From the same terminal window, type:

dotnet run

That will start everything up. And notice it'll be running on http://localhost:5000 and https://localhost:5001

Go into your favorite web browser and type: https://localhost:5001/api/values.

Continue on if it warms about security. After it loads, you'll see a JSON string returned.

Invoking From a Xamarin App

The code used to invoke the Web API will be the following:

An HttpClient that uses the GetStringAsync function. Nothing too fancy.

The First Attempt

First, I tried running the code above with everything as is. I got an error with the message:

The certificate for this server is invalid. You might be connecting to a server that is pretending to be “localhost” which could put your confidential information at risk.

OK. Sounds like iOS doesn't trust the certificate that Kestrel is using. The dotnet tooling comes with an extension that installs certificates. So let's try that.

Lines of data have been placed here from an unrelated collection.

impl SiloNode {
    /// Open the store, unlock (or create) the local identity, and wire
    /// the services. The user secret never persists; a wrong secret
    /// fails the unwrap of the stored signing key.
    pub fn bootstrap(
        config: SiloConfig,
        factory: Arc<dyn SessionFactory>,
        secret: &UserSecret,
    ) -> Result<Self> {
        let store = Store::open(&config.storage.data_dir)?;

        let user = match store.first_user()? {
            Some(record) => open_user(&record, secret, &config.kdf)?,
            None => {
                let (record, keys) = create_user(secret, &config.kdf)?;
                store.put_user(&record)?;
                keys
            }
        };
        tracing::info!(user = %user.user_id, "identity unlocked");

        let pool = Arc::new(ConnectionPool::new(factory, config.pool.clone()));
        let publications = PublicationManager::new(store.clone(), config.kdf.clone());
        let uploader = UploadEngine::new(store.clone(), Arc::clone(&pool), &config);
        let downloader = DownloadEngine::new(Arc::clone(&pool), &config);
        let registry = OperationRegistry::new(store.clone());

        Ok(Self {
            config,
            store,
            pool,
            publications,
            uploader,
            downloader,
            registry,
            user,
            folder_keys: DashMap::new(),
        })
    }

    pub fn user_id(&self) -> silo_core::types::UserId {
        self.user.user_id
    }

    pub fn store(&self) -> &Store {
        &self.store
    }

    pub fn pool_stats(&self) -> PoolStats {
        self.pool.stats()
    }

    // ========================================================================
    // Folder lifecycle
    // ========================================================================

    /// Register a folder rooted at a local path. Keys are minted once;
    /// the first index run happens separately.
    pub fn add_folder(&self, root_path: &Path) -> Result<Folder> {
        if !root_path.is_dir() {
            return Err(SiloError::InvalidPath(root_path.display().to_string()));
        }
        let (folder, keys) = create_folder(&self.user, &root_path.display().to_string())?;
        self.store.put_folder(&folder)?;
        self.folder_keys
            .insert(folder.folder_id, Arc::new(keys));
        Ok(folder)
    }

    /// Logical deletion: rows stay, keys leave the cache, articles
    /// become unreachable through this node
    pub fn delete_folder(&self, folder_id: &FolderId) -> Result<()> {
        let folder = self.owned_folder(folder_id)?;
        self.store.mark_folder_deleted(&folder.folder_id)?;
        self.folder_keys.remove(folder_id);
        self.publications.clear_key_cache();
        Ok(())
    }

    fn owned_folder(&self, folder_id: &FolderId) -> Result<Folder> {
        let folder = self
            .store
            .get_folder(folder_id)
            .map_err(|_| SiloError::NoSuchFolder(*folder_id))?;
        if folder.deleted {
            return Err(SiloError::NoSuchFolder(*folder_id));
        }
        if folder.owner != self.user.user_id {
            return Err(SiloError::FolderNotOwned {
                folder: *folder_id,
                user: self.user.user_id,
            });
        }
        Ok(folder)
    }

    fn keys_for(&self, folder: &Folder) -> Result<Arc<FolderKeys>> {
        if let Some(keys) = self.folder_keys.get(&folder.folder_id) {
            return Ok(Arc::clone(keys.value()));
        }
        let keys = Arc::new(open_folder(&self.user, folder)?);
        self.folder_keys.insert(folder.folder_id, Arc::clone(&keys));
        Ok(keys)
    }

    // ========================================================================
    // Index
    // ========================================================================

    /// Scan the folder, detect changes against the prior version, and
    /// plan segments for everything new. An unchanged folder keeps its
    /// version number.
    pub async fn index_folder(&self, folder_id: &FolderId) -> Result<IndexReport> {
        let (operation_id, token) =
            self.registry
                .start(OperationKind::Index, Some(*folder_id), None)?;
        let result = self.run_index(folder_id, &token);
        self.finish_operation(&operation_id, &token, &result, |r| {
            format!(
                "version {}: +{} ~{} -{} ={}",
                r.version, r.added, r.modified, r.deleted, r.unchanged
            )
        })?;
        result
    }

    fn run_index(&self, folder_id: &FolderId, token: &CancelToken) -> Result<IndexReport> {
        let folder = self.owned_folder(folder_id)?;
        let keys = self.keys_for(&folder)?;
        let root = PathBuf::from(&folder.root_path);
        let current = folder.current_version;

        let prior: Vec<PriorFile> = self
            .store
            .stream_snapshot(folder_id, current)?
            .map(|row| {
                row.map(|f| PriorFile {
                    rel_path: f.rel_path,
                    version: f.version,
                    sha256: f.sha256,
                })
            })
            .collect::<std::result::Result<_, _>>()?;

        let mut scanned = Vec::new();
        let mut errors = Vec::new();
        for item in scanner::scan(&root, token.clone())? {
            match item? {
                ScanItem::File(file) => scanned.push(file),
                ScanItem::Error { rel_path, message } => {
                    tracing::warn!(path = %rel_path, %message, "scan error, continuing");
                    errors.push(ScanFailure { rel_path, message });
                }
            }
        }

        let events: Vec<ChangeEvent> = diff(scanned.into_iter(), prior.into_iter()).collect();
        let mut report = IndexReport {
            folder_id: *folder_id,
            version: current,
            added: 0,
            modified: 0,
            deleted: 0,
            unchanged: 0,
            segments_planned: 0,
            errors,
        };

        let has_changes = events
            .iter()
            .any(|e| !matches!(e, ChangeEvent::Unchanged { .. }));
        if !has_changes {
            report.unchanged = events.len() as u64;
            tracing::info!(folder = %folder_id, version = current, "folder unchanged");
            return Ok(report);
        }

        let next = current + 1;
        let seg_size = self.config.segments.segment_size as u64;
        let mut planner = SegmentPlanner::new(
            *folder_id,
            next,
            &self.config.segments,
            keys.signing.to_bytes(),
        );
        let mut packer = Packer::new(self.config.segments.segment_size);
        let mut pack_batches: Vec<(PackGroup, Vec<SegmentRecord>)> = Vec::new();
        let now = chrono::Utc::now();

        for event in events {
            if token.is_cancelled() {
                return Err(SiloError::Cancelled);
            }
            let (file, is_modified) = match event {
                ChangeEvent::Added(file) => (file, false),
                ChangeEvent::Modified { file, .. } => (file, true),
                ChangeEvent::Deleted { rel_path, .. } => {
                    let tombstone = FileVersion {
                        file_id: mint_file_id(),
                        folder_id: *folder_id,
                        rel_path,
                        version: next,
                        size: 0,
                        sha256: silo_core::types::Sha256Digest::default(),
                        mime: None,
                        mtime: 0,
                        deleted: true,
                        created_at: now,
                    };
                    self.store.insert_file_with_segments(&tombstone, &[])?;
                    report.deleted += 1;
                    continue;
                }
                ChangeEvent::Unchanged { .. } => {
                    report.unchanged += 1;
                    continue;
                }
            };

            let row = FileVersion {
                file_id: mint_file_id(),
                folder_id: *folder_id,
                rel_path: file.rel_path.clone(),
                version: next,
                size: file.size,
                sha256: file.sha256,
                mime: scanner::mime_hint(&file.rel_path),
                mtime: file.mtime,
                deleted: false,
                created_at: now,
            };

            if file.size >= seg_size {
                let records = planner.plan_file(&root, &row)?;
                report.segments_planned +=
                    records.iter().filter(|r| r.redundancy == 0).count() as u64;
                self.store.insert_file_with_segments(&row, &records)?;
            } else {
                self.store.insert_file_with_segments(&row, &[])?;
                if let Some(batch) = packer.push(&root, &row, &mut planner)? {
                    pack_batches.push(batch);
                }
            }

            if is_modified {
                report.modified += 1;
            } else {
                report.added += 1;
            }
        }

        if let Some(batch) = packer.finish(next, &mut planner)? {
            pack_batches.push(batch);
        }
        for (group, records) in &pack_batches {
            self.store
                .insert_pack_groups(std::slice::from_ref(group), records)?;
            report.segments_planned += 1;
        }

        self.store.set_folder_version(folder_id, next)?;
        report.version = next;
        tracing::info!(
            folder = %folder_id,
            version = next,
            added = report.added,
            modified = report.modified,
            deleted = report.deleted,
            segments = report.segments_planned,
            "index run complete"
        );
        Ok(report)
    }

    // ========================================================================
    // Upload
    // ========================================================================

    /// Post every not-yet-posted segment of the folder's current
    /// version. Resumes cleanly after a crash.
    pub async fn upload_folder(&self, folder_id: &FolderId) -> Result<UploadReport> {
        let folder = self.owned_folder(folder_id)?;
        let keys = self.keys_for(&folder)?;

        let (operation_id, token) =
            self.registry
                .start(OperationKind::Upload, Some(*folder_id), None)?;
        self.registry
            .update(&operation_id, 10, "posting segments")?;

        let outcome = self
            .uploader
            .upload_folder(&folder, *keys.data_key, &token)
            .await;

        let result: Result<UploadReport> = outcome
            .map(|o| UploadReport {
                segments_posted: o.posted,
                segments_failed: o.failed,
                share_id: None,
            })
            .map_err(Into::into);
        self.finish_operation(&operation_id, &token, &result, |r| {
            format!("posted {}, failed {}", r.segments_posted, r.segments_failed)
        })?;
        result
    }

    // ========================================================================
    // Publish
    // ========================================================================

    /// Bind the folder's current version to a fresh share ID
    pub fn publish_folder(
        &self,
        folder_id: &FolderId,
        access: AccessLevel,
        opts: &PublishOptions,
    ) -> Result<ShareId> {
        let folder = self.owned_folder(folder_id)?;
        let keys = self.keys_for(&folder)?;
        let share_id = self.publications.publish(&folder, &keys, access, opts)?;
        Ok(share_id)
    }

    /// Expire a share now
    pub fn revoke_share(&self, share_id: &ShareId) -> Result<()> {
        self.publications.revoke(share_id)?;
        Ok(())
    }

    // ========================================================================
    // Download
    // ========================================================================

    /// Resolve a share, derive its key from the supplied credentials,
    /// and reconstruct the folder version under `dest`. A bad password
    /// or failed membership proof returns before any segment fetch.
    pub async fn download_share(
        &self,
        share_id: &ShareId,
        dest: &Path,
        credentials: ShareCredentials,
    ) -> Result<DownloadManifest> {
        let (publication, blob) = self.publications.resolve(share_id)?;
        let index = match credentials {
            ShareCredentials::None => self.publications.open_public(&publication, &blob)?,
            ShareCredentials::Password(password) => {
                self.publications
                    .open_protected(&publication, &blob, &password)?
            }
            ShareCredentials::Identity => {
                self.publications
                    .open_private(&publication, &blob, &self.user)?
            }
        };

        let (operation_id, token) = self.registry.start(
            OperationKind::Download,
            Some(publication.folder_id),
            Some(share_id.clone()),
        )?;
        self.registry
            .update(&operation_id, 10, "fetching segments")?;

        let result: Result<DownloadManifest> = self
            .downloader
            .download(&index, dest, &token)
            .await
            .map_err(Into::into);
        self.finish_operation(&operation_id, &token, &result, |m| {
            format!("{} files ok, {} failed", m.succeeded.len(), m.failed.len())
        })?;
        result
    }

    // ========================================================================
    // Operations
    // ========================================================================

    /// Signal a running operation to stop. In-flight posts complete
    /// (they cannot be un-posted); queued work drains as cancelled.
    pub fn cancel(&self, operation_id: &Uuid) -> bool {
        self.registry.cancel(operation_id)
    }

    pub fn get_progress(&self, operation_id: &Uuid) -> Result<OperationRecord> {
        Ok(self.registry.get(operation_id)?)
    }

    /// Progress as the JSON payload an RPC surface returns verbatim
    pub fn get_progress_json(&self, operation_id: &Uuid) -> Result<String> {
        let record = self.registry.get(operation_id)?;
        serde_json::to_string(&record).map_err(|e| SiloError::Internal(e.to_string()))
    }

    /// Every tracked operation, for surfaces that list before they
    /// cancel or poll
    pub fn list_operations(&self) -> Result<Vec<OperationRecord>> {
        let records = self
            .store
            .stream_operations()?
            .collect::<std::result::Result<Vec<_>, _>>()?;
        Ok(records)
    }

    fn finish_operation<T>(
        &self,
        operation_id: &Uuid,
        token: &CancelToken,
        result: &Result<T>,
        describe: impl Fn(&T) -> String,
    ) -> Result<()> {
        let (state, detail) = match result {
            Ok(value) if token.is_cancelled() => (OperationState::Cancelled, describe(value)),
            Ok(value) => (OperationState::Completed, describe(value)),
            Err(SiloError::Cancelled) => (OperationState::Cancelled, "cancelled".to_string()),
            Err(e) => (OperationState::Failed, e.to_string()),
        };
        self.registry.finish(operation_id, state, &detail)?;
        Ok(())
    }
}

Run the following in the terminal:

dotnet dev-certs https -t

This will install a development certificate. And browsers will stop complaining about untrusted certificates.

But run the iOS app again and nothing changes, the same error appears.

Hmm...

The Second Attempt

Knowing that I could not get iOS to trust the certificate, I decided to use the non-SSL version of the service.

The service starts at both http://localhost:5000 and https://localhost:5001. So why not try the non-SSL version?

I added the following key to the Info.plist file.

The NSAllowsLocalNetworking key tells iOS to not enforce its SSL rules on localhost.

Run it again. Get the same error.

Why?!?

The Third Attempt

At this point I noticed the output window in VS Code was showing the request was trying to connect through SSL yet.

Weird.

Only one thing left to do now. Change the launchSettings.json file to only launch on HTTP.

Upon opening it, I found a line that said:

"applicationUrl":"https://localhost:5001;http://localhost:5000"

I got rid of the https://localhost:5001 part of it. Started up the Web API again. Then tried the mobile app again.

Success!

The Moral of the Story

I got stuck between attempt 2 and attempt 3 for quite a while. It didn't make sense that the Kestrel web server would try to route that non-SSL request to SSL. (Still doesn't make sense, let me know if you know why.)

But the moral here is to enable NSAllowsLocalNetworking and make sure you're only running a non-SSL version of the Web API. Then you'll be good to go.

Oh, and should you ship and app with NSAllowsLocalNetworking allowed? No. Use PListBuddy in a custom build script to swap it out during your DevOps production build pipeline. See the Azure DevOps or Visual Studio App Center docs for more info.